Friday, February 20, 2009

Other People's Projects

The past few weeks have been filled with projects. Besides the normal farm and home projects (which are progressing at their usual glacial pace) I've been asked to consult on several micro-farm projects other people are working on. Diana, Garden Master for the Providence Zen Center, asked about deer control, garden fertility, and garden planning issues. We have worked through some of the deer control options and are ready to take on fertility and planning. The Patio Farm is progressing. Most of it is down on paper. We will be discussing it this weekend, after which I should have something ready to post. Solving the fertility and protein issues have been the biggest challenge. My friends with the City Chickens have made lots of progress. They are planning on converting an existing shed into a coop and adding a yard for the chickens to get outside with plenty of space and plenty of safety. We will be exploring some mobile housing and fencing options for the summer when the hens are older (they are coming as day old chicks so we have some time) and the grass is greener. They are also exploring ways to move their garden from a few flowers and veggies to a micro-farm food production system. We have a ways to go on that one.

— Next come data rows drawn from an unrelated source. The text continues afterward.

//! Background Tasks Module
//!
//! Contains background tasks that run for the lifetime of a cache.
//!
//! # Tasks
//! - Expiry sweeper: removes expired entries in bounded batches at a
//!   configured interval

mod sweeper;

pub use sweeper::{spawn_sweeper, SweeperHandle};
//! Cache Statistics Module
//!
//! Tracks cache performance metrics including hits, misses, evictions and
//! expired reclaims.
//!
//! The recorder uses atomic counters because the sharded store is accessed
//! through `&self` from many tasks at once; callers receive plain
//! [`CacheStats`] snapshots.

use std::sync::atomic::{AtomicU64, Ordering};

use serde::Serialize;

// == Stats Recorder ==
/// Internal atomic counters shared by every shard.
#[derive(Debug, Default)]
pub(crate) struct StatsRecorder {
    hits: AtomicU64,
    misses: AtomicU64,
    evictions: AtomicU64,
    expired: AtomicU64,
}

impl StatsRecorder {
    /// Increments the hit counter.
    pub(crate) fn record_hit(&self) {
        self.hits.fetch_add(1, Ordering::Relaxed);
    }

    /// Increments the miss counter.
    pub(crate) fn record_miss(&self) {
        self.misses.fetch_add(1, Ordering::Relaxed);
    }

    /// Increments the eviction counter.
    pub(crate) fn record_eviction(&self) {
        self.evictions.fetch_add(1, Ordering::Relaxed);
    }

    /// Records expired entries reclaimed lazily or by the sweeper.
    pub(crate) fn record_expired(&self, count: u64) {
        self.expired.fetch_add(count, Ordering::Relaxed);
    }

    /// Produces a point-in-time snapshot.
    pub(crate) fn snapshot(&self, total_entries: usize) -> CacheStats {
        CacheStats {
            hits: self.hits.load(Ordering::Relaxed),
            misses: self.misses.load(Ordering::Relaxed),
            evictions: self.evictions.load(Ordering::Relaxed),
            expired: self.expired.load(Ordering::Relaxed),
            total_entries,
        }
    }
}

// == Cache Stats ==
/// Point-in-time view of cache performance metrics.
#[derive(Debug, Clone, Default, Serialize)]
pub struct CacheStats {
    /// Number of successful cache retrievals
    pub hits: u64,
    /// Number of failed cache retrievals (key not found or expired)
    pub misses: u64,
    /// Number of entries evicted under the capacity policy
    pub evictions: u64,
    /// Number of expired entries reclaimed (lazily or by the sweeper)
    pub expired: u64,
    /// Number of entries in the cache when the snapshot was taken
    pub total_entries: usize,
}

impl CacheStats {
    // == Hit Rate ==
    /// Calculates the cache hit rate.
    ///
    /// Returns hits / (hits + misses), or 0.0 if no reads have been made.
    pub fn hit_rate(&self) -> f64 {
        let total = self.hits + self.misses;
        if total == 0 {
            0.0
        } else {
            self.hits as f64 / total as f64
        }
    }
}
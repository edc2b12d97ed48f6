//! Sidecache - an embeddable in-memory cache-aside store
//!
//! Provides a sharded key/value cache with TTL expiration, single-flight
//! loading and a typed serialization facade.

pub mod cache;
pub mod config;
pub mod error;
pub mod facade;
pub mod tasks;

pub use cache::{CacheStats, Clock, ManualClock, Store, SystemClock};
pub use config::CacheConfig;
pub use error::{CacheError, Result};
pub use facade::Cache;
pub use tasks::{spawn_sweeper, SweeperHandle};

For all these projects I have had to hit the books. I have found my self going back to the same few books over and over again. One of them has really stood out, and I would recommend it to anyone interested in home food production. It is The Self-Sufficient Suburban Garden by Jeff Ball, and it is great. It is NOT filled with interesting new "techniques" like Spaghetti Gardening, or The Triangle Method, or Year-Round Growing. Instead it offers a step by step plan to move from beginning gardener with a back lawn all the way to self-sufficiency. The steps are small, logical, and anyone who follows his advice will have a high chance of success. The back of the book is filled with useful charts and tables covering things like plant spacing, successions, expected harvest, germination, canning, etc. I highly recommend it for anyone starting on the home grown food path.